I've got an ASP.NET web app that is starting to show some very strange behavior. Here's some example code:
// in Bar.cs
public class Bar {
public static Baz baz = Something.Step2();
}
// in Global.asax
public void Application_Start(...) {
Something.Step1();
}
The short version of the story is this: On some machines, Something.Step2 is executed before Something.Step1 and is throwing an unhandleable exception. On other machines, Step1 correctly executes before Step2. Global.asax and all the objects it uses do not refer to Bar at all.
When are static fields supposed to execute in relation to other programming elements? Why would two machines (both Win7 64-bit, both with .NET 4.0, same IIS version, etc) execute things in different orders? The order is consistent on each machine too. On my machine, it always executes Step2 before Step1, but on my coworker's machine it always executes Step1 before Step2.

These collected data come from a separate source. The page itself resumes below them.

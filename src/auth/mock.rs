//! Mock identity provider for testing
//!
//! Records every authentication attempt and answers with a configured
//! outcome, so session and orchestrator tests run without a real user pool.

use crate::auth::{AuthOutcome, BearerToken, Credentials, IdentityProvider};
use crate::error::AuthError;
use std::future::Future;
use std::sync::Arc;
use tokio::sync::{Mutex, RwLock};

/// Mock identity provider
#[derive(Clone)]
pub struct MockIdentityProvider {
    state: Arc<MockState>,
}

struct MockState {
    /// Recorded authentication attempts for verification
    calls: Mutex<Vec<ProviderCall>>,
    /// Configured outcome for authenticate calls
    outcome: RwLock<AuthOutcome>,
}

/// Record of one authentication attempt
#[derive(Debug, Clone)]
pub struct ProviderCall {
    pub username: String,
    pub password: String,
}

impl MockIdentityProvider {
    /// Creates a mock that issues the given token
    #[must_use]
    pub fn issuing(token: &str) -> Self {
        Self::with_outcome(BearerToken::new(token))
    }

    /// Creates a mock that rejects every attempt
    #[must_use]
    pub fn rejecting(kind: &str, message: &str) -> Self {
        Self::with_outcome(Err(AuthError::Rejected {
            kind: kind.to_string(),
            message: message.to_string(),
        }))
    }

    /// Creates a mock with an explicit outcome
    #[must_use]
    pub fn with_outcome(outcome: AuthOutcome) -> Self {
        Self {
            state: Arc::new(MockState {
                calls: Mutex::new(Vec::new()),
                outcome: RwLock::new(outcome),
            }),
        }
    }

    /// Replaces the configured outcome
    pub async fn set_outcome(&self, outcome: AuthOutcome) {
        *self.state.outcome.write().await = outcome;
    }

    /// Gets all recorded authentication attempts
    pub async fn calls(&self) -> Vec<ProviderCall> {
        self.state.calls.lock().await.clone()
    }

    /// Number of recorded authentication attempts
    pub async fn call_count(&self) -> usize {
        self.state.calls.lock().await.len()
    }
}

impl IdentityProvider for MockIdentityProvider {
    fn authenticate<'a>(
        &'a self,
        credentials: &'a Credentials,
    ) -> impl Future<Output = AuthOutcome> + Send + 'a {
        async move {
            self.state.calls.lock().await.push(ProviderCall {
                username: credentials.username.clone(),
                password: credentials.password.clone(),
            });

            self.state.outcome.read().await.clone()
        }
    }
}
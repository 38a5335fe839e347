//! Synthetic readings and the publish envelope
//!
//! A [`Reading`] is one measurement snapshot in the exact key spelling and
//! field order the ingest pipeline expects. Serialized field order follows
//! struct declaration order, so the struct layouts here are part of the wire
//! format.

use crate::constants::{ranges, wire};
use chrono::{DateTime, SecondsFormat, Utc};
use rand::Rng;
use serde::{Deserialize, Serialize};

/// A metric value that renders the way JavaScript numbers do
///
/// Integral values serialize without a fractional part (`12`, not `12.0`),
/// everything else as a plain float.
#[derive(Debug, Clone, Copy, PartialEq, Serialize, Deserialize)]
#[serde(untagged)]
pub enum MetricValue {
    Integer(i64),
    Float(f64),
}

impl MetricValue {
    /// Wraps a float, demoting integral values to the integer variant
    #[must_use]
    #[allow(clippy::cast_possible_truncation)]
    pub fn from_f64(value: f64) -> Self {
        if value.is_finite() && value.fract() == 0.0 {
            MetricValue::Integer(value as i64)
        } else {
            MetricValue::Float(value)
        }
    }

    #[must_use]
    #[allow(clippy::cast_precision_loss)]
    pub fn as_f64(&self) -> f64 {
        match self {
            MetricValue::Integer(value) => *value as f64,
            MetricValue::Float(value) => *value,
        }
    }

    #[must_use]
    pub fn is_integer(&self) -> bool {
        matches!(self, MetricValue::Integer(_))
    }
}

/// One measured quantity with its display metadata
#[derive(Debug, Clone, Serialize, Deserialize)]
pub struct PayloadField {
    #[serde(rename = "displayName")]
    pub display_name: String,
    pub unit: String,
    pub value: MetricValue,
}

/// The fixed metric set of this sensor
#[derive(Debug, Clone, Serialize, Deserialize)]
pub struct PayloadFields {
    pub temperature: PayloadField,
    pub distance: PayloadField,
}

/// Reading metadata
#[derive(Debug, Clone, Serialize, Deserialize)]
pub struct Metadata {
    #[serde(rename = "deploymentType")]
    pub deployment_type: String,
}

/// One synthetic measurement snapshot
#[derive(Debug, Clone, Serialize, Deserialize)]
pub struct Reading {
    pub app_name: String,
    /// ISO-8601 UTC timestamp with millisecond precision
    pub time: String,
    pub metadata: Metadata,
    pub payload_fields: PayloadFields,
}

impl Reading {
    /// Generates a reading from the thread-local RNG and the current time
    #[must_use]
    pub fn generate() -> Self {
        Self::generate_with(&mut rand::thread_rng(), Utc::now())
    }

    /// Generates a reading from an explicit RNG and timestamp
    ///
    /// Temperature is uniform in [60, 80) degrees Fahrenheit truncated to
    /// two decimals; distance is a whole number of centimeters in [0, 30).
    #[must_use]
    pub fn generate_with(rng: &mut impl Rng, time: DateTime<Utc>) -> Self {
        let temperature =
            truncate_centi(rng.gen_range(ranges::TEMPERATURE_MIN..ranges::TEMPERATURE_MAX));
        let distance = rng.gen_range(0..ranges::DISTANCE_MAX);

        Self {
            app_name: wire::APP_NAME.to_string(),
            time: time.to_rfc3339_opts(SecondsFormat::Millis, true),
            metadata: Metadata {
                deployment_type: wire::DEPLOYMENT_TYPE.to_string(),
            },
            payload_fields: PayloadFields {
                temperature: PayloadField {
                    display_name: wire::TEMPERATURE_DISPLAY_NAME.to_string(),
                    unit: wire::TEMPERATURE_UNIT.to_string(),
                    value: MetricValue::from_f64(temperature),
                },
                distance: PayloadField {
                    display_name: wire::DISTANCE_DISPLAY_NAME.to_string(),
                    unit: wire::DISTANCE_UNIT.to_string(),
                    value: MetricValue::Integer(distance),
                },
            },
        }
    }
}

/// The outer JSON object sent to the broker
///
/// Built fresh for every firing; `token` serializes as `null` until the
/// identity provider has issued one.
#[derive(Debug, Clone, Serialize, Deserialize)]
pub struct Envelope {
    pub app_name: String,
    pub token: Option<String>,
    pub data: Reading,
}

impl Envelope {
    #[must_use]
    pub fn new(token: Option<String>, data: Reading) -> Self {
        Self {
            app_name: wire::APP_NAME.to_string(),
            token,
            data,
        }
    }
}

/// Truncates to two decimals, toward zero for the positive ranges used here
fn truncate_centi(value: f64) -> f64 {
    (value * 100.0).floor() / 100.0
}
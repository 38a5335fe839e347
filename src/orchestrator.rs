//! Publish workflow orchestration
//!
//! Wires the broker transport, the identity provider, and the periodic
//! sensor together: connect, authenticate on the first acknowledgement,
//! then emit a telemetry blob every interval until shutdown. A failed
//! login closes the connection and ends the run; transport errors after
//! a successful login are logged and the sensor keeps firing.

use crate::auth::{AuthSession, CognitoProvider, Credentials, IdentityProvider};
use crate::config::{Config, ScriptMode};
use crate::constants::{defaults, wire};
use crate::error::Result;
use crate::sample::{Envelope, Reading};
use crate::sensor::VirtualSensor;
use crate::transport::{BrokerTransport, MqttTransport, TransportEvent};
use rand::Rng;
use std::sync::atomic::{AtomicU64, Ordering};
use std::sync::Arc;
use tokio::sync::RwLock;
use tokio_util::sync::CancellationToken;

/// Drives the connect, login, publish lifecycle
pub struct PublishOrchestrator<T, P> {
    config: Config,
    transport: T,
    session: AuthSession<P>,
    shutdown: CancellationToken,
}

impl PublishOrchestrator<MqttTransport, CognitoProvider> {
    /// Builds the production wiring from a loaded configuration
    ///
    /// # Errors
    ///
    /// Returns an error when the HTTP client for the identity provider
    /// cannot be constructed.
    pub fn new(config: Config) -> Result<Self> {
        // The Cognito app client id is credential material; the broker
        // session gets its own generated identifier.
        let session_id = format!("virtual-sensor-{:08x}", rand::thread_rng().gen::<u32>());
        let transport = MqttTransport::new(config.broker.clone(), session_id);
        let provider = CognitoProvider::new(&config.user_pool, config.client_id.clone())?;
        Ok(Self::with_parts(config, transport, provider))
    }
}

impl<T, P> PublishOrchestrator<T, P>
where
    T: BrokerTransport + Clone + Send + Sync + 'static,
    P: IdentityProvider,
{
    /// Assembles an orchestrator from explicit parts
    #[must_use]
    pub fn with_parts(config: Config, transport: T, provider: P) -> Self {
        Self {
            config,
            transport,
            session: AuthSession::new(provider),
            shutdown: CancellationToken::new(),
        }
    }

    /// Token that stops [`run`](Self::run) when cancelled
    #[must_use]
    pub fn shutdown_token(&self) -> CancellationToken {
        self.shutdown.clone()
    }

    /// Runs the workflow to completion
    ///
    /// Connects to the broker, logs in on the first connection
    /// acknowledgement, and starts the periodic sensor with the issued
    /// token. Returns once the shutdown token fires, the event stream
    /// closes, or the login is rejected.
    ///
    /// # Errors
    ///
    /// Returns an error when the initial broker connection cannot be
    /// established or teardown of the sensor task fails. A rejected
    /// login is handled internally and ends the run with `Ok`.
    pub async fn run(self) -> Result<()> {
        let mut events = self.transport.connect().await?;

        let token_slot: Arc<RwLock<Option<String>>> = Arc::new(RwLock::new(None));
        let blob_counter = Arc::new(AtomicU64::new(0));

        let producer = {
            let transport = self.transport.clone();
            let token_slot = Arc::clone(&token_slot);
            let blob_counter = Arc::clone(&blob_counter);
            let mode = self.config.mode;
            move || {
                let transport = transport.clone();
                let token_slot = Arc::clone(&token_slot);
                let blob_counter = Arc::clone(&blob_counter);
                async move {
                    // Counted up front so every firing gets a fresh number,
                    // delivered or not.
                    let blob = blob_counter.fetch_add(1, Ordering::SeqCst);
                    let reading = Reading::generate();
                    let token = token_slot.read().await.clone();
                    let envelope = Envelope::new(token, reading);

                    let payload = match serde_json::to_string(&envelope) {
                        Ok(payload) => payload,
                        Err(e) => {
                            tracing::error!(error = %e, "Failed to serialize telemetry blob");
                            return;
                        }
                    };

                    match mode {
                        ScriptMode::Send => {
                            tracing::info!(
                                "[BLOB {blob}] Sending {} bytes to the broker",
                                payload.len()
                            );
                            if let Err(e) =
                                transport.publish(wire::INGEST_TOPIC, payload.into_bytes()).await
                            {
                                tracing::error!(error = %e, "Failed to publish telemetry blob");
                            }
                        }
                        ScriptMode::Test => {
                            tracing::debug!("[BLOB {blob}] {payload}");
                        }
                    }
                }
            }
        };

        let mut sensor = VirtualSensor::new(defaults::PUBLISH_INTERVAL, producer);
        let credentials =
            Credentials::new(self.config.username.clone(), self.config.password.clone());
        let mut authenticated = false;
        let mut closed = false;

        loop {
            tokio::select! {
                () = self.shutdown.cancelled() => break,
                event = events.recv() => {
                    let Some(event) = event else { break };
                    match event {
                        TransportEvent::Connected { .. } if !authenticated => {
                            tracing::info!("Connected to MQTT broker.");
                            authenticated = true;
                            match self.session.authenticate(&credentials).await {
                                Ok(token) => {
                                    tracing::info!("Issued Cognito token.");
                                    *token_slot.write().await = Some(token.into_inner());
                                    sensor.start().await?;
                                }
                                Err(e) => {
                                    tracing::error!(error = %e, "Failed to acquire Cognito token!");
                                    self.transport.disconnect().await?;
                                    closed = true;
                                    break;
                                }
                            }
                        }
                        TransportEvent::Connected { session_present } => {
                            tracing::debug!(session_present, "Broker session re-established.");
                        }
                        TransportEvent::Disconnected { reason } => {
                            tracing::warn!(?reason, "Lost connection to MQTT broker");
                        }
                        TransportEvent::Error { message } => {
                            tracing::error!(error = %message, "MQTT transport error");
                        }
                    }
                }
            }
        }

        if sensor.is_active() {
            sensor.stop().await?;
        }
        if !closed {
            self.transport.disconnect().await?;
        }
        Ok(())
    }
}
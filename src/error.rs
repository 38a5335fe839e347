use thiserror::Error;

pub type Result<T> = std::result::Result<T, SensorError>;

/// Virtual sensor errors
///
/// This enum provides specific error variants for configuration, identity,
/// transport, and lifecycle failures.
///
/// # Error Categories
///
/// - **Configuration**: `Config` - invalid or missing settings, fatal at startup
/// - **Identity**: `Auth` - the provider rejected or failed the token request
/// - **Transport**: `Transport` - broker connection and publish failures
/// - **Lifecycle**: `AlreadyActive` - start called on a running sensor
/// - **Encoding**: `Serialization` - envelope could not be rendered as JSON
///
/// # Examples
///
/// ```
/// use virtual_sensor::{Result, SensorError};
///
/// fn require_topic(topic: &str) -> Result<()> {
///     if topic.is_empty() {
///         return Err(SensorError::Transport("empty topic".to_string()));
///     }
///     Ok(())
/// }
/// ```
#[derive(Error, Debug, Clone)]
pub enum SensorError {
    #[error("Configuration error: {0}")]
    Config(#[from] ConfigError),

    #[error("Authentication error: {0}")]
    Auth(#[from] AuthError),

    #[error("Transport error: {0}")]
    Transport(String),

    #[error("Sensor is already active")]
    AlreadyActive,

    #[error("Serialization error: {0}")]
    Serialization(String),
}

/// Invalid or incomplete startup configuration
///
/// Carries every offending setting so one failed startup reports all
/// problems at once instead of one per run.
#[derive(Error, Debug, Clone, PartialEq, Eq)]
#[error("invalid configuration: {}", problems.join("; "))]
pub struct ConfigError {
    /// Human-readable descriptions of each offending setting
    pub problems: Vec<String>,
}

impl ConfigError {
    #[must_use]
    pub fn new(problems: Vec<String>) -> Self {
        Self { problems }
    }
}

/// Identity-provider failures
///
/// Every failure mode of the token request is captured as a value; the
/// authentication call itself never panics.
#[derive(Error, Debug, Clone, PartialEq, Eq)]
pub enum AuthError {
    /// The provider answered and refused the credentials
    #[error("provider rejected the request: {kind}: {message}")]
    Rejected { kind: String, message: String },

    /// The request never completed (connect failure, broken stream)
    #[error("token request failed: {0}")]
    Request(String),

    /// The provider answered with a body this client cannot interpret
    #[error("malformed provider response: {0}")]
    Malformed(String),
}

impl From<serde_json::Error> for SensorError {
    fn from(err: serde_json::Error) -> Self {
        SensorError::Serialization(err.to_string())
    }
}

impl<T> From<tokio::sync::mpsc::error::SendError<T>> for SensorError {
    fn from(err: tokio::sync::mpsc::error::SendError<T>) -> Self {
        SensorError::Transport(format!("Channel send error: {err}"))
    }
}
//! MQTT broker transport
//!
//! Wraps a rumqttc client: `connect` spawns the event-loop poll task and
//! forwards connection events over a channel; `publish` hands payloads to
//! the shared client at QoS 0. The poll task keeps running across broker
//! reconnects until `disconnect` cancels it.

use crate::config::BrokerEndpoint;
use crate::constants::defaults;
use crate::error::{Result, SensorError};
use crate::transport::{BoxFuture, BrokerTransport, DisconnectReason, TransportEvent};
use rumqttc::{AsyncClient, ConnectionError, Event, Incoming, MqttOptions, QoS, Transport};
use std::sync::Arc;
use tokio::sync::{mpsc, Mutex, RwLock};
use tokio::task::JoinHandle;
use tokio_util::sync::CancellationToken;

/// Broker transport backed by rumqttc
#[derive(Clone)]
pub struct MqttTransport {
    endpoint: BrokerEndpoint,
    client_id: String,
    client: Arc<RwLock<Option<AsyncClient>>>,
    poll_task: Arc<Mutex<Option<JoinHandle<()>>>>,
    cancel: CancellationToken,
}

impl MqttTransport {
    #[must_use]
    pub fn new(endpoint: BrokerEndpoint, client_id: impl Into<String>) -> Self {
        Self {
            endpoint,
            client_id: client_id.into(),
            client: Arc::new(RwLock::new(None)),
            poll_task: Arc::new(Mutex::new(None)),
            cancel: CancellationToken::new(),
        }
    }
}

impl BrokerTransport for MqttTransport {
    fn connect(&self) -> BoxFuture<'_, Result<mpsc::Receiver<TransportEvent>>> {
        Box::pin(async move {
            let mut options =
                MqttOptions::new(&self.client_id, &self.endpoint.host, self.endpoint.port);
            options.set_keep_alive(defaults::KEEP_ALIVE);
            if self.endpoint.tls {
                options.set_transport(Transport::tls_with_default_config());
            }

            let (client, mut event_loop) =
                AsyncClient::new(options, defaults::EVENT_CHANNEL_CAPACITY);
            let (events_tx, events_rx) = mpsc::channel(defaults::EVENT_CHANNEL_CAPACITY);
            let cancel = self.cancel.clone();

            let handle = tokio::spawn(async move {
                loop {
                    tokio::select! {
                        () = cancel.cancelled() => break,
                        event = event_loop.poll() => match event {
                            Ok(Event::Incoming(Incoming::ConnAck(ack))) => {
                                let forwarded = events_tx
                                    .send(TransportEvent::Connected {
                                        session_present: ack.session_present,
                                    })
                                    .await;
                                if forwarded.is_err() {
                                    break;
                                }
                            }
                            Ok(_) => {}
                            Err(e) => {
                                let event = match e {
                                    ConnectionError::Io(io_err) => TransportEvent::Disconnected {
                                        reason: DisconnectReason::NetworkError(io_err.to_string()),
                                    },
                                    other => TransportEvent::Error {
                                        message: other.to_string(),
                                    },
                                };
                                if events_tx.send(event).await.is_err() {
                                    break;
                                }
                                // The event loop reconnects on the next poll;
                                // pace it so a dead broker does not spin.
                                tokio::time::sleep(defaults::POLL_RETRY_DELAY).await;
                            }
                        }
                    }
                }
            });

            *self.client.write().await = Some(client);
            *self.poll_task.lock().await = Some(handle);
            Ok(events_rx)
        })
    }

    fn publish<'a>(
        &'a self,
        topic: impl Into<String> + Send + 'a,
        payload: impl Into<Vec<u8>> + Send + 'a,
    ) -> BoxFuture<'a, Result<()>> {
        let topic = topic.into();
        let payload = payload.into();
        Box::pin(async move {
            let client = self
                .client
                .read()
                .await
                .clone()
                .ok_or_else(|| SensorError::Transport("not connected".to_string()))?;

            client
                .publish(topic, QoS::AtMostOnce, false, payload)
                .await
                .map_err(|e| SensorError::Transport(e.to_string()))
        })
    }

    fn disconnect(&self) -> BoxFuture<'_, Result<()>> {
        Box::pin(async move {
            if let Some(client) = self.client.read().await.clone() {
                if let Err(e) = client.disconnect().await {
                    // The session may already be gone; teardown continues.
                    tracing::debug!(error = %e, "MQTT disconnect on closed session");
                }
            }

            self.cancel.cancel();
            if let Some(handle) = self.poll_task.lock().await.take() {
                let _ = handle.await;
            }
            Ok(())
        })
    }
}

#[cfg(test)]
mod tests {
    use super::*;

    #[tokio::test]
    async fn test_publish_before_connect_errors() {
        let endpoint = BrokerEndpoint::parse("mqtt://localhost").unwrap();
        let transport = MqttTransport::new(endpoint, "virtual-sensor-test");

        let err = transport.publish("data/ingest", vec![1, 2, 3]).await;
        assert!(matches!(err, Err(SensorError::Transport(_))));
    }

    #[tokio::test]
    async fn test_disconnect_before_connect_is_harmless() {
        let endpoint = BrokerEndpoint::parse("mqtt://localhost").unwrap();
        let transport = MqttTransport::new(endpoint, "virtual-sensor-test");

        transport.disconnect().await.unwrap();
    }
}
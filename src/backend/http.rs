//! HTTP implementation of the redaction backend.
//!
//! All calls are `POST` with a JSON body against a configurable base
//! address. A non-2xx reply is a hard failure carrying the body text, which
//! is where the service reports its error message.

use async_trait::async_trait;
use once_cell::sync::Lazy;
use reqwest::Client;
use serde::de::DeserializeOwned;
use serde::Serialize;
use std::time::Duration;

use super::types::*;
use super::{BackendError, RedactionBackend};
use crate::config::BackendConfig;

/// Global HTTP client for redaction service calls.
///
/// Connection pooling tuned for a single local service. Deliberately built
/// without a request timeout: classification and redaction run server-side
/// for as long as they need, and the workflow has no cancellation primitive
/// to pair a timeout with.
static REDACTION_CLIENT: Lazy<Client> = Lazy::new(|| {
    Client::builder()
        .pool_max_idle_per_host(4)
        .pool_idle_timeout(Duration::from_secs(90))
        .tcp_nodelay(true)
        .build()
        .expect("Failed to create redaction HTTP client")
});

/// Get the global redaction HTTP client
#[inline]
pub(crate) fn redaction_client() -> &'static Client {
    &REDACTION_CLIENT
}

/// Production backend speaking to the redaction service over HTTP.
pub struct HttpBackend {
    config: BackendConfig,
}

impl HttpBackend {
    pub fn new(config: BackendConfig) -> Self {
        Self { config }
    }

    pub fn base_url(&self) -> &str {
        &self.config.base_url
    }

    async fn post_json<Req, Resp>(
        &self,
        endpoint: &'static str,
        request: &Req,
    ) -> Result<Resp, BackendError>
    where
        Req: Serialize + Sync,
        Resp: DeserializeOwned,
    {
        let url = format!("{}{}", self.config.base_url, endpoint);
        tracing::debug!("[HttpBackend] POST {}", url);

        let response = redaction_client()
            .post(&url)
            .json(request)
            .send()
            .await
            .map_err(|source| BackendError::Request { endpoint, source })?;

        let status = response.status();
        if !status.is_success() {
            let body = response.text().await.unwrap_or_default();
            tracing::warn!("[HttpBackend] {} returned {}: {}", endpoint, status, body);
            return Err(BackendError::Status {
                endpoint,
                status,
                body,
            });
        }

        response
            .json::<Resp>()
            .await
            .map_err(|source| BackendError::Request { endpoint, source })
    }
}

#[async_trait]
impl RedactionBackend for HttpBackend {
    async fn csv_headers(&self, file_path: &str) -> Result<Vec<String>, BackendError> {
        let request = FilePathRequest {
            file_path: file_path.to_string(),
        };
        let reply: HeadersResponse = self.post_json("/getcsvheader", &request).await?;
        Ok(reply.headers)
    }

    async fn pdf_headers(&self, file_path: &str) -> Result<Vec<String>, BackendError> {
        let request = FilePathRequest {
            file_path: file_path.to_string(),
        };
        let reply: HeadersResponse = self.post_json("/getpdfheader", &request).await?;
        Ok(reply.headers)
    }

    async fn image_entities(
        &self,
        file_path: &str,
        output_path: Option<&str>,
    ) -> Result<Vec<String>, BackendError> {
        let request = EntityDetectionRequest {
            file_path: file_path.to_string(),
            output_path: output_path.map(str::to_string),
        };
        let reply: EntitiesResponse = self.post_json("/getimageentities", &request).await?;
        Ok(reply.entities)
    }

    async fn audio_fields(&self, file_path: &str) -> Result<Vec<String>, BackendError> {
        let request = FilePathRequest {
            file_path: file_path.to_string(),
        };
        let reply: AudioFieldsResponse = self.post_json("/getaudioheader", &request).await?;
        Ok(reply.headers)
    }

    async fn list_folder(&self, folder_path: &str) -> Result<Vec<String>, BackendError> {
        let request = FolderListingRequest {
            folder_path: folder_path.to_string(),
        };
        let reply: FolderListingResponse = self.post_json("/getfolderfiles", &request).await?;
        Ok(reply.files)
    }

    async fn redact_csv(
        &self,
        request: &CsvRedactionRequest,
    ) -> Result<Option<String>, BackendError> {
        let reply: ArtifactResponse = self.post_json("/maskobfcsv", request).await?;
        Ok(reply.filename)
    }

    async fn redact_image(
        &self,
        request: &ImageRedactionRequest,
    ) -> Result<Option<String>, BackendError> {
        let reply: ArtifactResponse = self.post_json("/redactimage", request).await?;
        Ok(reply.filename)
    }

    async fn redact_audio(
        &self,
        request: &AudioRedactionRequest,
    ) -> Result<Option<String>, BackendError> {
        let reply: ArtifactResponse = self.post_json("/getaudio", request).await?;
        Ok(reply.filename)
    }
}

Help very much appreciated.
Update I've found the root cause why my static field is being accessed. Class "Bar" from my example is actually a custom authentication module, and is referenced in web.config as the Authentication handler under System.webServer. If I remove that line from web.config, my system calls Step1 first and never calls Step2 at all. My question changes subtly to: "Why does web.config cause my static initializers to fire, and why does it cause them to fire before Application_Start executes?"